| MATERIAL SHOWN |
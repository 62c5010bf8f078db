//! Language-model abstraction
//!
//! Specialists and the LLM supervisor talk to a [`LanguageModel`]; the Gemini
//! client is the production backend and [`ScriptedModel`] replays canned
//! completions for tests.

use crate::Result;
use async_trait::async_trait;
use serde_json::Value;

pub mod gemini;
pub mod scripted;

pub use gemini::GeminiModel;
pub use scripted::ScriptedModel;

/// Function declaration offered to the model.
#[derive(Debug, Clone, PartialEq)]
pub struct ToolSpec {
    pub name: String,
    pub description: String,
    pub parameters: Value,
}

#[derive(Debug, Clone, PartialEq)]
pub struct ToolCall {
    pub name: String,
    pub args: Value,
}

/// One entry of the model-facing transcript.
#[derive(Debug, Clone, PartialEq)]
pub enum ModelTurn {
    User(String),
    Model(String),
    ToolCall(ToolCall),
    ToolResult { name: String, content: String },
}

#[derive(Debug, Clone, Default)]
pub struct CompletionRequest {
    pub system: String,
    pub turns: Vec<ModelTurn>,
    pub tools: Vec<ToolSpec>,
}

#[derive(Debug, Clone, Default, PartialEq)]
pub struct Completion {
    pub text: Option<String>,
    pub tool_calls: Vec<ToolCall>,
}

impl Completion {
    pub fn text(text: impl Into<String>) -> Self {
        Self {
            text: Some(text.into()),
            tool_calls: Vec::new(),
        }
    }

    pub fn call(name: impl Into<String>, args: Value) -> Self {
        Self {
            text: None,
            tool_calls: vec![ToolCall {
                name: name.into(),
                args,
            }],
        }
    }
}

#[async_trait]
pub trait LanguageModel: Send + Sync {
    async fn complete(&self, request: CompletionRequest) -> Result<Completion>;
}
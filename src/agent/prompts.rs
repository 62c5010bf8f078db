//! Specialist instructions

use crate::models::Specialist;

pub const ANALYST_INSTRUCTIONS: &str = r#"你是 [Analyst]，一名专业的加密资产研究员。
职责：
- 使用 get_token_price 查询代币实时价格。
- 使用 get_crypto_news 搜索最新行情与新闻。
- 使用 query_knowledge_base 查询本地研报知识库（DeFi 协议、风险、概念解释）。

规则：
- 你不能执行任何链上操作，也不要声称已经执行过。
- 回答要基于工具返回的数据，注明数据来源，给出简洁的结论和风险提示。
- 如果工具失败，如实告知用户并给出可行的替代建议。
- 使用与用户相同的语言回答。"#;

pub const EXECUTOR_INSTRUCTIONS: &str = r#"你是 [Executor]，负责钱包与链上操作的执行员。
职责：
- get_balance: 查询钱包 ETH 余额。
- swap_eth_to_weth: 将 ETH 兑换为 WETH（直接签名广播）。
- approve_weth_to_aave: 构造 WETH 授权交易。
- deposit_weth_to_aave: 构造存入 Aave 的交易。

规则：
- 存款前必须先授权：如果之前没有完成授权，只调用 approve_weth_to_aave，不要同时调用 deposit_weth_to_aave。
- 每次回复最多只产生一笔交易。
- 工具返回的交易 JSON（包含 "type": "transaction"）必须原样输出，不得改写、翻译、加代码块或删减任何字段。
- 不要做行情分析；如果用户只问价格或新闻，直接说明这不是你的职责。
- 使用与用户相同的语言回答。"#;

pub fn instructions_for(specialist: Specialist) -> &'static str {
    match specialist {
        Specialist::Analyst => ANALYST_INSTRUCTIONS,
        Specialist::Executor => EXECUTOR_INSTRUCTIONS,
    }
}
...
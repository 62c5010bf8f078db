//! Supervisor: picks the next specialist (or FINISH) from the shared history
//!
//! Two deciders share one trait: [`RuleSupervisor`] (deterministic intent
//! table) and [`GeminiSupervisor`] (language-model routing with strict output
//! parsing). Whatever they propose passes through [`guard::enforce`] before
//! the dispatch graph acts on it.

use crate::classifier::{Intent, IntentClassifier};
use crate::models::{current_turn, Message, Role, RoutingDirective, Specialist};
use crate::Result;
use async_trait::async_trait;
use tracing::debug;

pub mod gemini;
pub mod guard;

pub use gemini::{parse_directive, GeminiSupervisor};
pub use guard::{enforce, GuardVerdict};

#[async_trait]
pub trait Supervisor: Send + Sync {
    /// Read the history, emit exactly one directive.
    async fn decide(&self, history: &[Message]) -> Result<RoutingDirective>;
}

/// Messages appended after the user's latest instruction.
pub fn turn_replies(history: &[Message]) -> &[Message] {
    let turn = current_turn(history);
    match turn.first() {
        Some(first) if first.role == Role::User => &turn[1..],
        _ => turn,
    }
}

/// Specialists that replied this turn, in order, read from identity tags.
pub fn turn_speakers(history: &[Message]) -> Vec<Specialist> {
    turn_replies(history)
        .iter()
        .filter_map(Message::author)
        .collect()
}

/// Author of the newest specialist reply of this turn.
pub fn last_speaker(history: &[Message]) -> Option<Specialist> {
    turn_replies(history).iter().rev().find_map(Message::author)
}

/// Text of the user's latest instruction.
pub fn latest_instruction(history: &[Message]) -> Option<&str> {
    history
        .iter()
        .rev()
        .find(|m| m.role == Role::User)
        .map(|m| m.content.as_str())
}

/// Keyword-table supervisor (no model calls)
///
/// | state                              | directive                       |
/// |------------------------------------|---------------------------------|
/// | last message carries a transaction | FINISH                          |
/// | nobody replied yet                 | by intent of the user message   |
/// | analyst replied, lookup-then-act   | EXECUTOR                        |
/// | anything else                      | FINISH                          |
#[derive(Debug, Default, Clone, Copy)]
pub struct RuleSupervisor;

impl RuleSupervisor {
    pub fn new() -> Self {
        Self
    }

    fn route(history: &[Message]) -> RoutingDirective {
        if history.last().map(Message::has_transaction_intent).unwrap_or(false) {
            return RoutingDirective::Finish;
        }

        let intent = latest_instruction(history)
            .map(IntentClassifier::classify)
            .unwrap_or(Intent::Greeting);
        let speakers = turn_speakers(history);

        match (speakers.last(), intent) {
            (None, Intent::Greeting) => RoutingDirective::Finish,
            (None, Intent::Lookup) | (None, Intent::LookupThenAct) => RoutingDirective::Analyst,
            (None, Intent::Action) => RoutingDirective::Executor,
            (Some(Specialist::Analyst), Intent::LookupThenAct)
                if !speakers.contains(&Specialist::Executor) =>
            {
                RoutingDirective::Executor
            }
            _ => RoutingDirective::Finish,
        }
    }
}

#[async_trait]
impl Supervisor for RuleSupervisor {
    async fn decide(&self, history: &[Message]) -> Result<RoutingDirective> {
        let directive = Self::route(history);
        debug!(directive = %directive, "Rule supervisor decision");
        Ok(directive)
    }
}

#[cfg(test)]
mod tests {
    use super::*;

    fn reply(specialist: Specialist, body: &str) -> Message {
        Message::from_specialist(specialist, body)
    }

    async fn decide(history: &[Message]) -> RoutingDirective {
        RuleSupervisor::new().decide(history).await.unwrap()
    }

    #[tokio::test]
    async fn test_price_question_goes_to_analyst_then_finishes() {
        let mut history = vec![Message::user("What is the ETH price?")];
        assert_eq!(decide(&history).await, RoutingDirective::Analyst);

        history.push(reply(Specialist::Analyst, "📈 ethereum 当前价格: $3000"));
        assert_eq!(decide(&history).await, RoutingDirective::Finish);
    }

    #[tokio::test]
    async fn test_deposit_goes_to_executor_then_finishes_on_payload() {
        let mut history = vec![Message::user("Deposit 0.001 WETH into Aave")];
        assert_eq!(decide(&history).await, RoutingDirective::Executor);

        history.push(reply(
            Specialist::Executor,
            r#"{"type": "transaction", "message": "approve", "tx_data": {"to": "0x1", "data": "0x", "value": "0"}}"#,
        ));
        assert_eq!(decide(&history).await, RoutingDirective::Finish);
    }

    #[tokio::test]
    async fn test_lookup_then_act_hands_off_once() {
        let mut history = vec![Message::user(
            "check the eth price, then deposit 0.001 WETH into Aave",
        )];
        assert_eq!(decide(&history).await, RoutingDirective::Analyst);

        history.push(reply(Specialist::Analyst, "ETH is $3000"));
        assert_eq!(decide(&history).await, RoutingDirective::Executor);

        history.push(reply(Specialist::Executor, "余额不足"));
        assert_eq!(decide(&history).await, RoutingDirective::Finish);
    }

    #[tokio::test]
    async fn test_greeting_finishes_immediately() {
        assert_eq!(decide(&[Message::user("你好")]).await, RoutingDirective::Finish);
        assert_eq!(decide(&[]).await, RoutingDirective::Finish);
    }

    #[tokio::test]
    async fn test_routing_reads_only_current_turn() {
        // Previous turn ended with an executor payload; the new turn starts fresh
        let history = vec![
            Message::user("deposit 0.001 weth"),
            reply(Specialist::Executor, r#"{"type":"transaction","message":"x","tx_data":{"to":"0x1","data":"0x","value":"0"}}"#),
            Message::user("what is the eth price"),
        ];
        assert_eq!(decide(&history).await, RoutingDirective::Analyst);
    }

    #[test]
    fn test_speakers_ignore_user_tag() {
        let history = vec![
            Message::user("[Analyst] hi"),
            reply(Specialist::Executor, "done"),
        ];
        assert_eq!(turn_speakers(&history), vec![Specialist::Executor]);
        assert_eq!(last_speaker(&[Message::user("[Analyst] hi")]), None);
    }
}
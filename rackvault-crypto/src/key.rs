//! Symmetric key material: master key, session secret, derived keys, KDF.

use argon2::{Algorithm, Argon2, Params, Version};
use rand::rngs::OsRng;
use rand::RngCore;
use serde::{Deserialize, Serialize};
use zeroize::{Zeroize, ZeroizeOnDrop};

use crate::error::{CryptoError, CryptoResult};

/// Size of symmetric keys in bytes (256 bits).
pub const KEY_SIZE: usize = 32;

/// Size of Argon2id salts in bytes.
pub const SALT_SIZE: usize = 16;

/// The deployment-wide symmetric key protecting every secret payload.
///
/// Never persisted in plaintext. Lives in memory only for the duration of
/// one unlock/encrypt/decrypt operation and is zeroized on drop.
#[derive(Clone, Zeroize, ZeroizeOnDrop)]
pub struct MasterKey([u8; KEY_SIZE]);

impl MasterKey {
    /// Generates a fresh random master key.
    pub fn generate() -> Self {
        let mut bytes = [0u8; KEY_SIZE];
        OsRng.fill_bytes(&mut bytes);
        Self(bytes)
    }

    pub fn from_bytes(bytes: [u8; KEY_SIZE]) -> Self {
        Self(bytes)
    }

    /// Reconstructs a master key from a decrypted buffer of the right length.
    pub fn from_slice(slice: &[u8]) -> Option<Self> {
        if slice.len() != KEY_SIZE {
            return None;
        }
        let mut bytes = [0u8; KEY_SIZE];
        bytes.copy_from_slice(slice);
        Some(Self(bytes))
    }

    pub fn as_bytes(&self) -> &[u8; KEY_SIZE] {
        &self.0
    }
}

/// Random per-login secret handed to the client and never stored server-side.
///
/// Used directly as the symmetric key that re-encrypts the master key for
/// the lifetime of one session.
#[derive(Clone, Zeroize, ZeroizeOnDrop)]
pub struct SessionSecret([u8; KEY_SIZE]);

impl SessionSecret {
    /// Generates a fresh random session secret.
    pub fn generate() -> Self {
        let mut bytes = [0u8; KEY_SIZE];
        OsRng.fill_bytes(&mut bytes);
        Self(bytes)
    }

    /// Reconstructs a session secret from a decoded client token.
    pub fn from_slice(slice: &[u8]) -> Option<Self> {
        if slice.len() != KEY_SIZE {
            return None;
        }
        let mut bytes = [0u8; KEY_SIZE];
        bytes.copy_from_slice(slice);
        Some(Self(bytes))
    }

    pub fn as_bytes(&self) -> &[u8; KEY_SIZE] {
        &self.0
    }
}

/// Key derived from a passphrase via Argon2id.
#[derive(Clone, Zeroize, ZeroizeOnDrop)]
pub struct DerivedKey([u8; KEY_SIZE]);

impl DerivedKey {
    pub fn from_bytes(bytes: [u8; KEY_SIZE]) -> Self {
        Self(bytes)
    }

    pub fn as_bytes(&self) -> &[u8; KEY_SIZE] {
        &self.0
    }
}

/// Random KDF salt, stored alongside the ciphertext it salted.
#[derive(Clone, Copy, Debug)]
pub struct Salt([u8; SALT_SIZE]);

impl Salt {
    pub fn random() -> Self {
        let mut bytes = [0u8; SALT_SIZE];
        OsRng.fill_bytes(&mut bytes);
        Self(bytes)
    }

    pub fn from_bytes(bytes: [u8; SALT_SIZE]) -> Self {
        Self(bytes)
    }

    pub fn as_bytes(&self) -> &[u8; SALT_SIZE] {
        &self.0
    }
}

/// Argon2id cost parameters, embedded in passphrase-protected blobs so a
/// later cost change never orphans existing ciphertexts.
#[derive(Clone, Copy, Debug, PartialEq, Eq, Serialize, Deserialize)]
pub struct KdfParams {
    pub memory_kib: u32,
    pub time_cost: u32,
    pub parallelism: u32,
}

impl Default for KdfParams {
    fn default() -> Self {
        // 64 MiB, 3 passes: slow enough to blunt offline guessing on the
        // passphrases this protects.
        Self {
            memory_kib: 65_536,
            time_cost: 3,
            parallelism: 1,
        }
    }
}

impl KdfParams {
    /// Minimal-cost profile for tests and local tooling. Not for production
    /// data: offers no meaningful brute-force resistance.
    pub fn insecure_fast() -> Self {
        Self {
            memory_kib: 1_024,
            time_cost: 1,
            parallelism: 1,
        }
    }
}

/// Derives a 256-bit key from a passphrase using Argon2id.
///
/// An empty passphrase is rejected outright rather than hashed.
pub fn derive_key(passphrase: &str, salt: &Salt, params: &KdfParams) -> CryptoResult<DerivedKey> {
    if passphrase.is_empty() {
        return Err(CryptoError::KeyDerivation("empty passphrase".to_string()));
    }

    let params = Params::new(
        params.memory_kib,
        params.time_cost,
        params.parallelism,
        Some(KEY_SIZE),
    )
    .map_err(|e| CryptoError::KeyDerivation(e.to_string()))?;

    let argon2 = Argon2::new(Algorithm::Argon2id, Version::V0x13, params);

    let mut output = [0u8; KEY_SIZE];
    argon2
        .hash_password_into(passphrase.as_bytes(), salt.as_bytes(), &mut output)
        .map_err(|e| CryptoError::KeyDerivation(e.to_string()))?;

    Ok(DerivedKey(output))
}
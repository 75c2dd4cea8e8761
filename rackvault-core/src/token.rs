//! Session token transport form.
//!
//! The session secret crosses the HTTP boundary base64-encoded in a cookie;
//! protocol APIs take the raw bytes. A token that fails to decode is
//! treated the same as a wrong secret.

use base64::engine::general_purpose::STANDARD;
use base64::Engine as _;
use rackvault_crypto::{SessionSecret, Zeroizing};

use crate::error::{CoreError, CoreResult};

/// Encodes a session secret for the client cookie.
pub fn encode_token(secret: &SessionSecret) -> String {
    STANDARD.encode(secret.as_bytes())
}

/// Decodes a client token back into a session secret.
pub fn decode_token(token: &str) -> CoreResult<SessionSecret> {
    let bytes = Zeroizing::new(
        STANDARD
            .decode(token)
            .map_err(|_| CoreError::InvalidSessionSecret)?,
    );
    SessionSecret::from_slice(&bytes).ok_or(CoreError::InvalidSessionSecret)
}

| TASK STATEMENT |
From the data above, copy each line where the string "KdfParams" appears.

| WRITTEN ANSWER |
pub struct KdfParams {
impl Default for KdfParams {
impl KdfParams {
pub fn derive_key(passphrase: &str, salt: &Salt, params: &KdfParams) -> CryptoResult<DerivedKey> {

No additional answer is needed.